As visões destes e de outros líderes cristãos são consistentes com Deus
criando vida por meio da evolução.
Em detalhe
Introdução
Muitas pessoas supõem que a teoria
de Darwin deve ter abalado as fundações da fé cristã por causa da completa
diferença entre as ideias de evolução e de uma criação em seis dias. De fato, a
interpretação de seis dias literais de Gênesis 1-2 não foi a única perspectiva
adotada por pensadores cristãos antes da publicação de A Origem das Espécies,
em 1859. Os trabalhos de muitos antigos teólogos e filósofos cristãos revelam
uma interpretação de Gênesis compatível com a teoria de Darwin.

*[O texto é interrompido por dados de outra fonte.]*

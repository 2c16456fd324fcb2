//! Repository configuration.
//!
//! Layered read-through: built-in defaults, then `bits.*` keys from git
//! config, then process environment variables for remote credentials that
//! git config leaves unset. Absent configuration is not an error; each
//! operation validates what it actually needs.

use tracing::debug;

use crate::error::{BitsError, Result};
use crate::git::Git;

/// Default chunking polynomial. Repositories sharing a scope produce
/// compatible chunk boundaries and can deduplicate against each other.
pub const DEFAULT_DEDUPLICATION_SCOPE: u64 = 0x3DA3358B4DC173;

pub const DEFAULT_S3_DOMAIN: &str = "s3.amazonaws.com";
pub const DEFAULT_S3_REGION: &str = "us-east-1";

#[derive(Debug, Clone)]
pub struct BitsConfig {
    /// Rolling-hash polynomial seeding the chunker.
    pub deduplication_scope: u64,

    /// S3 bucket holding remote chunks.
    pub bucket: Option<String>,

    /// S3 endpoint domain.
    pub domain: Option<String>,

    /// S3 bucket region.
    pub region: Option<String>,

    /// Access key for the bucket.
    pub access_key: Option<String>,

    /// Secret authorizing access to the bucket.
    pub secret_key: Option<String>,

    /// Directory remote root, an alternative to the S3 bucket.
    pub remote_path: Option<String>,
}

impl Default for BitsConfig {
    fn default() -> Self {
        Self {
            deduplication_scope: DEFAULT_DEDUPLICATION_SCOPE,
            bucket: None,
            domain: None,
            region: None,
            access_key: None,
            secret_key: None,
            remote_path: None,
        }
    }
}

/// Parse a scope value as decimal or `0x`-prefixed hex.
fn parse_scope(value: &str) -> Result<u64> {
    let parsed = match value.strip_prefix("0x").or_else(|| value.strip_prefix("0X")) {
        Some(hex) => u64::from_str_radix(hex, 16),
        None => value.parse(),
    };
    parsed.map_err(|_| {
        BitsError::Config(format!(
            "unexpected format for deduplication scope '{value}', expected a number"
        ))
    })
}

impl BitsConfig {
    /// Load configuration from the repository's git config, falling back to
    /// the environment for missing credentials.
    pub fn load(git: &Git) -> Result<Self> {
        let mut conf = Self::default();

        // A non-zero exit just means there is no bits configuration yet.
        let output = git.run_unchecked(&["config", "--get-regexp", "^bits"], None)?;
        if output.status.success() {
            conf.apply_git_config(&String::from_utf8_lossy(&output.stdout))?;
        } else {
            debug!("no bits configuration in git config");
        }

        conf.apply_env();
        Ok(conf)
    }

    fn apply_git_config(&mut self, listing: &str) -> Result<()> {
        for line in listing.lines() {
            let mut fields = line.split_whitespace();
            let (Some(key), Some(value)) = (fields.next(), fields.next()) else {
                return Err(BitsError::Config(format!(
                    "unexpected configuration returned from git: '{line}'"
                )));
            };
            match key {
                "bits.deduplication-scope" => self.deduplication_scope = parse_scope(value)?,
                "bits.aws-s3-bucket-name" => self.bucket = Some(value.to_string()),
                "bits.aws-s3-bucket-domain" => self.domain = Some(value.to_string()),
                "bits.aws-s3-bucket-region" => self.region = Some(value.to_string()),
                "bits.aws-access-key-id" => self.access_key = Some(value.to_string()),
                "bits.aws-secret-access-key" => self.secret_key = Some(value.to_string()),
                "bits.remote-path" => self.remote_path = Some(value.to_string()),
                other => debug!(key = other, "ignoring unknown bits configuration key"),
            }
        }
        Ok(())
    }

    fn apply_env(&mut self) {
        let env_fallback = |slot: &mut Option<String>, var: &str| {
            if slot.is_none() {
                if let Ok(value) = std::env::var(var) {
                    if !value.is_empty() {
                        *slot = Some(value);
                    }
                }
            }
        };
        env_fallback(&mut self.access_key, "AWS_ACCESS_KEY_ID");
        env_fallback(&mut self.secret_key, "AWS_SECRET_ACCESS_KEY");
        env_fallback(&mut self.region, "AWS_REGION");
    }
}
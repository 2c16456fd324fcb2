//! Repository handle and the split/combine/fetch/push/pull pipeline driver.
//!
//! A handle is created inside a git worktree and owns the git invoker, the
//! local chunk store (under the git directory), the configured remote, and
//! the remote-known index. All five operations are stream filters: stdout
//! carries data, every diagnostic goes through tracing to stderr.

use std::fs::{self, File};
use std::io::{self, Cursor, Read, Seek, SeekFrom, Write};
use std::path::{Path, PathBuf};

use tracing::{debug, info, warn};

use bits_types::{ChunkKey, KEY_HEX_LEN};

use crate::chunker::{Chunker, Pol, CHUNK_BUFFER_SIZE};
use crate::config::BitsConfig;
use crate::crypto;
use crate::error::{BitsError, Result};
use crate::git::Git;
use crate::index::RemoteIndex;
use crate::manifest::{
    for_each_key, ManifestLine, ManifestReader, KEY_LINE_LEN, MANIFEST_FOOTER, MANIFEST_HEADER,
};
use crate::remote::{self, Remote};
use crate::store::ChunkStore;

pub struct Repository {
    git: Git,
    root_dir: PathBuf,
    store: ChunkStore,
    config: BitsConfig,
    remote: Option<Box<dyn Remote>>,
    index: RemoteIndex,
}

impl std::fmt::Debug for Repository {
    fn fmt(&self, f: &mut std::fmt::Formatter<'_>) -> std::fmt::Result {
        f.debug_struct("Repository")
            .field("root_dir", &self.root_dir)
            .finish_non_exhaustive()
    }
}

impl Repository {
    /// Open the repository containing `dir`.
    ///
    /// Fails with `RepoNotFound` when `dir` is not inside a git worktree.
    /// The chunk store lives at `<git-dir>/chunks`; configuration comes
    /// from the repository's `bits.*` git config.
    pub fn open(dir: impl AsRef<Path>) -> Result<Self> {
        let dir = dir.as_ref();
        let probe = Git::new(dir);
        let root_dir = match probe.run_trimmed(&["rev-parse", "--show-toplevel"]) {
            Ok(root) if !root.is_empty() => PathBuf::from(root),
            _ => return Err(BitsError::RepoNotFound(dir.display().to_string())),
        };

        let git = Git::new(&root_dir);
        let git_dir = root_dir.join(git.run_trimmed(&["rev-parse", "--git-dir"])?);
        let store = ChunkStore::open(git_dir.join("chunks"))?;
        let config = BitsConfig::load(&git)?;
        let remote = remote::from_config(&config)?;

        Ok(Self {
            git,
            root_dir,
            store,
            config,
            remote,
            index: RemoteIndex::new(),
        })
    }

    #[cfg(test)]
    pub(crate) fn from_parts(
        git: Git,
        root_dir: PathBuf,
        store: ChunkStore,
        config: BitsConfig,
        remote: Option<Box<dyn Remote>>,
    ) -> Self {
        Self {
            git,
            root_dir,
            store,
            config,
            remote,
            index: RemoteIndex::new(),
        }
    }

    pub fn git(&self) -> &Git {
        &self.git
    }

    pub fn root_dir(&self) -> &Path {
        &self.root_dir
    }

    pub fn store(&self) -> &ChunkStore {
        &self.store
    }

    pub fn config(&self) -> &BitsConfig {
        &self.config
    }

    pub fn index(&self) -> &RemoteIndex {
        &self.index
    }

    pub fn index_mut(&mut self) -> &mut RemoteIndex {
        &mut self.index
    }

    /// Split a plaintext stream into encrypted, deduplicated chunks and
    /// write the manifest to `writer`.
    ///
    /// Input that already is a manifest is copied through verbatim, which
    /// makes split idempotent when git runs the clean filter twice. The
    /// footer is written on the error path too; a failed split exits
    /// non-zero and its partial output is not a valid result.
    pub fn split<R: Read, W: Write>(&self, mut reader: R, mut writer: W) -> Result<()> {
        let scope = Pol::new(self.config.deduplication_scope)?;

        let mut head = [0u8; KEY_LINE_LEN];
        let head_len = read_up_to(&mut reader, &mut head)?;
        if head_len == KEY_LINE_LEN && head == *MANIFEST_HEADER {
            writer.write_all(&head)?;
            io::copy(&mut reader, &mut writer)?;
            return Ok(());
        }

        writer.write_all(MANIFEST_HEADER)?;
        let input = Cursor::new(head[..head_len].to_vec()).chain(reader);
        let split_result = self.split_chunks(input, &mut writer, scope);
        let footer_result = writer.write_all(MANIFEST_FOOTER);
        split_result?;
        footer_result?;
        Ok(())
    }

    fn split_chunks<R: Read, W: Write>(
        &self,
        input: R,
        writer: &mut W,
        scope: Pol,
    ) -> Result<()> {
        let mut chunker = Chunker::new(input, scope);
        let mut buf = vec![0u8; CHUNK_BUFFER_SIZE];
        while let Some(len) = chunker.next_chunk(&mut buf)? {
            let chunk = &mut buf[..len];
            let key = ChunkKey::digest(chunk);
            match self.store.create(&key)? {
                None => debug!(key = %key, size = len, "chunk staged (deduplicated)"),
                Some(mut file) => {
                    crypto::apply_in_place(&key, chunk);
                    if let Err(e) = file.write_all(chunk) {
                        drop(file);
                        self.store.remove_partial(&key);
                        return Err(e.into());
                    }
                    debug!(key = %key, size = len, "chunk staged");
                }
            }
            writeln!(writer, "{}", key.to_hex())?;
        }
        Ok(())
    }

    /// Reconstitute the plaintext named by a manifest from the local store.
    ///
    /// Combine is local-only: a key whose chunk is absent fails with
    /// `ChunkMissing` (run fetch first).
    pub fn combine<R: Read, W: Write>(&self, reader: R, mut writer: W) -> Result<()> {
        for_each_key(io::BufReader::new(reader), |key| {
            let file = self.store.open_chunk(&key)?;
            let n = crypto::decrypt_copy(&key, file, &mut writer)?;
            debug!(key = %key, bytes = n, "chunk combined");
            Ok(())
        })
    }

    /// Fill the local store with any chunks named by the manifest that are
    /// missing, streaming them from the remote. Frame lines and keys are
    /// echoed in order, so the output is itself a valid manifest.
    pub fn fetch<R: Read, W: Write>(&self, reader: R, mut writer: W) -> Result<()> {
        for line in ManifestReader::new(io::BufReader::new(reader)) {
            match line? {
                ManifestLine::Header => writer.write_all(MANIFEST_HEADER)?,
                ManifestLine::Footer => writer.write_all(MANIFEST_FOOTER)?,
                ManifestLine::Key(key) => {
                    self.fetch_chunk(&key)?;
                    writeln!(writer, "{}", key.to_hex())?;
                }
            }
        }
        Ok(())
    }

    fn fetch_chunk(&self, key: &ChunkKey) -> Result<()> {
        if self.store.has(key) {
            debug!(key = %key, "fetch: chunk already present");
            return Ok(());
        }
        let remote = self.remote.as_deref().ok_or(BitsError::NoRemote)?;

        // Exclusive create: losing the race to a concurrent fetch is success.
        let Some(mut file) = self.store.create(key)? else {
            debug!(key = %key, "fetch: chunk fetched concurrently");
            return Ok(());
        };
        let copied = remote
            .chunk_read(key)
            .and_then(|mut body| Ok(io::copy(&mut body, &mut file)?));
        match copied {
            Ok(n) => {
                info!(key = %key, bytes = n, "chunk fetched");
                Ok(())
            }
            Err(e) => {
                drop(file);
                self.store.remove_partial(key);
                Err(e)
            }
        }
    }

    /// Upload every chunk named on `reader` that the remote-known index
    /// does not already record, then persist and publish the index.
    ///
    /// The index pre-check is advisory: a stale or lost index causes
    /// redundant uploads, never incorrect behavior. Uploaded chunks stay
    /// uploaded if a later step fails.
    pub fn push<R: Read>(&mut self, reader: R, remote_name: &str) -> Result<()> {
        let Repository {
            git,
            store,
            remote,
            index,
            ..
        } = self;
        let remote = remote.as_deref().ok_or(BitsError::NoRemote)?;

        // Best effort: on the very first push the remote branch is absent.
        match index.pull(git, remote_name) {
            Ok(()) => {}
            Err(BitsError::RemoteBranchMissing) => {
                debug!("index branch not on remote yet, continuing with local index");
            }
            Err(e) => return Err(e),
        }
        index.load(git)?;

        let mut newly_indexed = 0usize;
        for_each_key(io::BufReader::new(reader), |key| {
            if index.has(&key) {
                debug!(key = %key, "push: chunk already at remote");
                return Ok(());
            }
            let mut file = store.open_chunk(&key)?;
            let n = remote.chunk_write(&key, &mut file)?;
            info!(key = %key, bytes = n, "chunk pushed");
            index.add(key);
            newly_indexed += 1;
            Ok(())
        })?;

        if newly_indexed == 0 {
            debug!("push: nothing new, index unchanged");
            return Ok(());
        }

        index.save(git)?;
        if let Err(rejected) = index.push_ref(git, remote_name) {
            // A collaborator moved the branch between save and push; merge
            // their set with ours and retry once.
            warn!("index push rejected, union-merging and retrying: {rejected}");
            index.pull(git, remote_name)?;
            index.load(git)?;
            index.push_ref(git, remote_name)?;
        }
        Ok(())
    }

    /// Reconstitute every manifest blob of `rev` in the working tree:
    /// fetch missing chunks, combine into a sibling temp file that keeps
    /// the original's mode, rename over the original, and refresh the git
    /// index for the replaced paths. Replaced paths are echoed to `out`.
    pub fn pull<W: Write>(&self, rev: &str, out: &mut W) -> Result<()> {
        let listing = {
            let args = ["ls-tree", "-r", "-l", rev];
            let output = self.git.run_unchecked(&args, None)?;
            if !output.status.success() {
                // A repository without commits has nothing to pull.
                warn!(
                    rev,
                    "ls-tree failed, treating as empty: {}",
                    String::from_utf8_lossy(&output.stderr).trim()
                );
                return Ok(());
            }
            output.stdout
        };

        let mut replaced: Vec<String> = Vec::new();
        for line in String::from_utf8_lossy(&listing).lines() {
            // <mode> SP <type> SP <object> SP <size> TAB <path>; the tab
            // separates cleanly even when the path contains spaces.
            let Some((meta, path)) = line.split_once('\t') else {
                continue;
            };
            let fields: Vec<&str> = meta.split_whitespace().collect();
            if fields.len() < 4 || fields[1] != "blob" {
                continue;
            }
            let Ok(size) = fields[3].parse::<u64>() else {
                continue;
            };
            if size == 0 || size % KEY_LINE_LEN as u64 != 0 {
                continue;
            }

            if self.reconstitute(&self.root_dir.join(path))? {
                replaced.push(path.to_string());
            }
        }

        if !replaced.is_empty() {
            let mut stdin_data = replaced.join("\n");
            stdin_data.push('\n');
            self.git.run(
                &["update-index", "-q", "--refresh", "--stdin"],
                Some(stdin_data.as_bytes()),
            )?;
            for path in &replaced {
                info!(path = %path, "reconstituted");
                writeln!(out, "{path}")?;
            }
        }
        Ok(())
    }

    /// Replace one working-tree manifest file with its plaintext. Returns
    /// `false` when the file is absent or does not start with the header.
    fn reconstitute(&self, path: &Path) -> Result<bool> {
        let mut file = match File::open(path) {
            Ok(f) => f,
            Err(e) if e.kind() == io::ErrorKind::NotFound => return Ok(false),
            Err(e) => return Err(e.into()),
        };

        let mut head = [0u8; KEY_HEX_LEN];
        if read_up_to(&mut file, &mut head)? < KEY_HEX_LEN
            || head != MANIFEST_HEADER[..KEY_HEX_LEN]
        {
            return Ok(false);
        }
        file.seek(SeekFrom::Start(0))?;

        let metadata = file.metadata()?;
        let dir = path.parent().ok_or_else(|| {
            BitsError::Other(format!("file '{}' has no parent directory", path.display()))
        })?;
        let mut tmp = tempfile::Builder::new()
            .prefix(".bits_tmp_")
            .tempfile_in(dir)?;
        fs::set_permissions(tmp.path(), metadata.permissions())?;

        // The fetched manifest is key lines only; buffering it is bounded
        // by the manifest size, not the file size.
        let mut manifest = Vec::new();
        self.fetch(&mut file, &mut manifest)?;
        self.combine(Cursor::new(manifest), tmp.as_file_mut())?;

        tmp.persist(path).map_err(|e| BitsError::Io(e.error))?;
        Ok(true)
    }
}

/// Read until `buf` is full or the stream ends; returns the filled length.
fn read_up_to(reader: &mut impl Read, buf: &mut [u8]) -> io::Result<usize> {
    let mut filled = 0;
    while filled < buf.len() {
        match reader.read(&mut buf[filled..]) {
            Ok(0) => break,
            Ok(n) => filled += n,
            Err(e) if e.kind() == io::ErrorKind::Interrupted => continue,
            Err(e) => return Err(e),
        }
    }
    Ok(filled)
}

Pensamento cristão primitivo
Orígenes, um filósofo e teólogo do
terceiro século, oriundo de Alexandria, no Egito—um dos centros intelectuais no
mundo antigo—provê um exemplo do pensamento cristão primitivo acerca da
criação.
Mais conhecido por suas obras Sobre os
Primeiros Princípios e Contra Celso, Orígenes apresentou as
principais doutrinas do cristianismo e defendeu-as contra as acusações dos
pagãos. Orígenes opôs-se à ideia de que a história da criação deveria
ser interpretada como um relato literal e histórico de como Deus criou o
mundo. Existiram outras vozes antes de Orígenes as quais advogaram
interpretações mais simbólicas da história da criação. A visão de Orígenes
também influenciou outros pensadores cristãos posteriores da igreja antiga[1].
Santo
Agostinho de Hipona, um bispo na África do Norte durante o quinto século, foi
outra figura central do período. Embora mais conhecido por sua obra As
Confissões, Agostinho foi o autor de dúzias de outros trabalhos, vários dos
quais focalizam em Gênesis 1-2[2]. Em O Significado Literal de Gênesis,
Agostinho argumenta que os dois primeiros capítulos de Gênesis foram escritos
para adaptar-se ao entendimento do povo daquele tempo[3].
A fim de
comunicar-se de uma maneira na qual todo povo pudesse entender, a história da
criação foi dita em uma forma alegórica mais simples. Agostinho também
acreditava que Deus criara o mundo com capacidade de se desenvolver, um ponto
de vista que se harmoniza com a evolução biológica[4].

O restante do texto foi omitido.